There's also a clear difference between American sports franchises and soccer clubs around the world. American sports franchises represent very broad geographic areas. The greatest compliment you can pay an American sports team is that they're "America's team." But soccer clubs represent communities or neighborhoods. And when you're representing a neighborhood, you're representing a very specific segment of the population. Soccer clubs become proxies for ethnicity, class, religion, or social caste. That makes them inherently more political. So soccer matches usually signify a clash of religions, classes, and castes. To me, that's what makes the game so thrilling to watch. There's always some elevated stake to the game...
For all the globalization that it obviously embodies, in most cases soccer is still firmly rooted in the local. Your identification with a particular soccer club has a lot to do with how you define yourself as a human being...
Take the Barcelona soccer club. By all accounts, the Catalans should have no use for their self-identity as Catalans. They're very prosperous members of the Spanish nation. Their history is preserved and protected and under no threat. Yet they still demonstrate this essential human impulse to identify with the group. It's evidenced by their enthusiasm for the soccer club FC Barcelona, which is a great symbol of the Catalan nation.
For Foer, former Argentine star Diego Maradona is everything that's great about the sport. He was short. He was fat. And he was the best in the world. Soccer is a game for everyone, unlike so many American sports. You don't have to be 6'11", or 400 pounds, or take massive amounts of steroids to play.
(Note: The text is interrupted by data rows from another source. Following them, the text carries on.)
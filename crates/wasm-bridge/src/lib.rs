//! WASM bridge for Creative Scatter
//! Host-facing orchestration layer between the dashboard page and the
//! Rust rendering pipeline.
//!
//! The host page constructs one [`ScatterChart`] and feeds every data
//! callback into [`ScatterChart::update`]:
//!
//! ```js
//! const chart = new ScatterChart();
//! dscc.subscribeToData((data) => chart.update(data), {
//!     transform: dscc.objectTransform,
//! });
//! ```
//!
//! Payload problems never throw back into the host; they surface as the
//! page's error banner, and the next callback re-enters the pipeline.

pub mod pipeline;

#[cfg(target_arch = "wasm32")]
pub mod chart_engine;
#[cfg(target_arch = "wasm32")]
pub mod events;
#[cfg(target_arch = "wasm32")]
pub mod instance_manager;

#[cfg(target_arch = "wasm32")]
mod api {
    use uuid::Uuid;
    use wasm_bindgen::prelude::*;

    use creative_scatter_shared::{DataPayload, ScatterError};

    use crate::chart_engine::ChartEngine;
    use crate::events::{install_global_error_hook, ResizeHook};
    use crate::instance_manager::InstanceManager;

    /// One-time per-page runtime setup: panic hook, console logger and
    /// the page-level error handler.
    fn init_runtime() {
        use std::sync::Once;
        static INIT: Once = Once::new();
        INIT.call_once(|| {
            std::panic::set_hook(Box::new(console_error_panic_hook::hook));
            let _ = console_log::init_with_level(log::Level::Info);
            install_global_error_hook();
        });
    }

    fn to_js_error(error: ScatterError) -> JsValue {
        serde_wasm_bindgen::to_value(&error)
            .unwrap_or_else(|_| JsValue::from_str(&error.to_string()))
    }

    /// A mounted image scatter plot.
    #[wasm_bindgen]
    pub struct ScatterChart {
        instance_id: Uuid,
    }

    #[wasm_bindgen]
    impl ScatterChart {
        /// Mount the chart against the page's fixed element ids and start
        /// listening for resizes. Fails when the hosting page is missing
        /// one of the expected elements.
        #[wasm_bindgen(constructor)]
        pub fn new() -> Result<ScatterChart, JsValue> {
            init_runtime();

            let engine = ChartEngine::new().map_err(to_js_error)?;
            let instance_id = InstanceManager::create_instance(engine);

            let hook = match ResizeHook::install(move || {
                InstanceManager::with_instance_mut(&instance_id, |instance| {
                    instance.engine.rerender();
                });
            }) {
                Ok(hook) => hook,
                Err(error) => {
                    InstanceManager::remove_instance(&instance_id);
                    return Err(to_js_error(error));
                }
            };
            InstanceManager::with_instance_mut(&instance_id, |instance| {
                instance.resize_hook = Some(hook);
            });

            log::info!("scatter chart {instance_id} mounted");
            Ok(ScatterChart { instance_id })
        }

        /// Handle one host data callback. Never throws for bad payloads;
        /// those end in the error banner.
        pub fn update(&self, payload: JsValue) -> Result<(), JsValue> {
            let decoded = serde_wasm_bindgen::from_value::<DataPayload>(payload).map_err(|err| {
                ScatterError::PayloadDecode {
                    message: err.to_string(),
                }
            });

            InstanceManager::with_instance_mut(&self.instance_id, |instance| {
                instance.engine.update(decoded);
            })
            .ok_or_else(|| JsValue::from_str("chart instance not found"))
        }

        /// Unmount: drops the instance and detaches its DOM hooks.
        pub fn destroy(&self) {
            if InstanceManager::remove_instance(&self.instance_id) {
                log::info!("scatter chart {} destroyed", self.instance_id);
            }
        }
    }
}

#[cfg(target_arch = "wasm32")]
pub use api::ScatterChart;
It's so much more about skill and basic fitness—or not even basic fitness, as the case of Maradona proves. One of the great elements of the game's mythology is that you can have these almost semi-professional sides come in and take out the best teams in the world. There should be something refreshing for Americans about a game where a short, fat guy can be one of the best people in it.
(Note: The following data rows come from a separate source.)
//! Payload shape validation
//!
//! Checks run before any transformation: the default row table must exist,
//! field metadata must exist, and each required role must be bound to at
//! least one column. Failures log a diagnostic and halt the pipeline
//! before the transform stage; they never panic.

use creative_scatter_shared::{roles, DataPayload, ScatterError, ScatterResult};

/// Validate a raw host payload.
///
/// The boolean contract of the host protocol is `validate(..).is_ok()`;
/// the error variant carries which check failed for banner reporting.
pub fn validate(payload: &DataPayload) -> ScatterResult<()> {
    if payload.rows().is_none() {
        log::error!("payload has no default data table");
        return Err(ScatterError::MissingTable);
    }

    let Some(fields) = payload.fields.as_ref() else {
        log::error!("payload has no field metadata");
        return Err(ScatterError::MissingFields);
    };

    for role in roles::REQUIRED {
        let bound = fields.get(role).map(|cols| !cols.is_empty()).unwrap_or(false);
        if !bound {
            log::error!("required field role {role} is not bound to any column");
            return Err(ScatterError::MissingRole {
                role: role.to_string(),
            });
        }
    }

    Ok(())
}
Maradona was always a prick of a human being. Soccer's answer to Pete Rose. But he, in his prime, was truly sublime to watch. It's sad that his decline culminated just about the time I started following the sport. Still, he embodied one of the reasons I love soccer so much: normal sized human beings can not only play the sport, but be pretty darn good at it. Maradona was about 5'5"; Pele is around 5'9". Most consider them the two best players who ever lived.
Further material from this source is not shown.